Did you know that you can hack into these systems simply by hitting the backspace key 28 straight times? What’s more, as Motherboard notes, several distributions including Debian, Red Hat and Ubuntu have all released emergency patches as well. The bug though silly is definitely a huge one and system administrators need to apply security updates for the distribution installed. Yes, it is THAT easy, if you want to bypass passwords on most Linux systems. After hitting the backspace key 28 times, users are directed to the grub rescue shell which lets them access the data of the computer, install malware, steal it or destroy it.

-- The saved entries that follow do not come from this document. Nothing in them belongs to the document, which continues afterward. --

//! `scriptc` compiler CLI
//!
//! Entry point for the compiler. Parses CLI arguments, installs the log
//! subscriber and delegates to the [`Driver`].

use clap::Parser as ClapParser;
use compiler_cli::cli::EVAL_ORIGIN;
use compiler_cli::{Cli, CliResult, Driver};
use std::io::Write;
use tracing_subscriber::EnvFilter;

fn init_logging(cli: &Cli) {
    let filter = if cli.verbose {
        EnvFilter::new(cli.log_level())
    } else {
        EnvFilter::try_from_default_env().unwrap_or_else(|_| EnvFilter::new(cli.log_level()))
    };
    tracing_subscriber::fmt()
        .with_target(false)
        .with_writer(std::io::stderr)
        .with_env_filter(filter)
        .init();
}

fn emit(binary: &[u8], output: Option<&str>) -> CliResult<()> {
    match output {
        Some(path) => std::fs::write(path, binary)?,
        None => std::io::stdout().write_all(binary)?,
    }
    Ok(())
}

fn main() {
    let cli = Cli::parse();
    init_logging(&cli);

    let mut driver = Driver::from_cli(&cli);
    let origin = cli.origin();
    let mut stdout = std::io::stdout();

    let result = if let Some(file) = &cli.file {
        driver.compile_file(file, &origin, &mut stdout)
    } else if let Some(code) = &cli.eval {
        driver.compile_string(code, &origin, &mut stdout)
    } else {
        println!("scriptc v{}", env!("CARGO_PKG_VERSION"));
        println!();
        println!("Usage:");
        println!("  scriptc --file <FILE>     Compile a source file");
        println!("  scriptc --eval <CODE>     Compile inline source (origin `{}`)", EVAL_ORIGIN);
        println!();
        println!("Run 'scriptc --help' for more options.");
        return;
    };

    if let Err(e) = result.and_then(|binary| emit(&binary, cli.output.as_deref())) {
        eprintln!("{}", driver.describe(&e));
        std::process::exit(1);
    }
}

So how does Grub2 vulnerability actually work? In fact, trying to log in to someone else’s computer to compromise their files is practically impossible without the right set of tools. To check, start by clicking the backspace key 28 times in a row when met with the Grub username prompt during initial boot. “This results in an incalculable number of affected devices”, the researchers wrote in a blog post. “Even in the case that the disk is ciphered the attacker can overwrite it, causing a [denial of service]”, the report reads.
Two researchers in the Cybersecurity Group within the university were looking into ways you could cause a memory error from the password screen. If vulnerable, the machine will reboot or you will encounter a Grub rescue shell. Using this shell’s commands, an attacker can rewrite the Grub2 code loaded in RAM to completely bypass the authentication check.
When a computer is turned on, the bootloader loads first and then the operating system. The vulnerability has been spotted in Grub2, the Grand Unified Bootloader; the majority of Linux systems use Grub2 for booting the OS when starting the computer.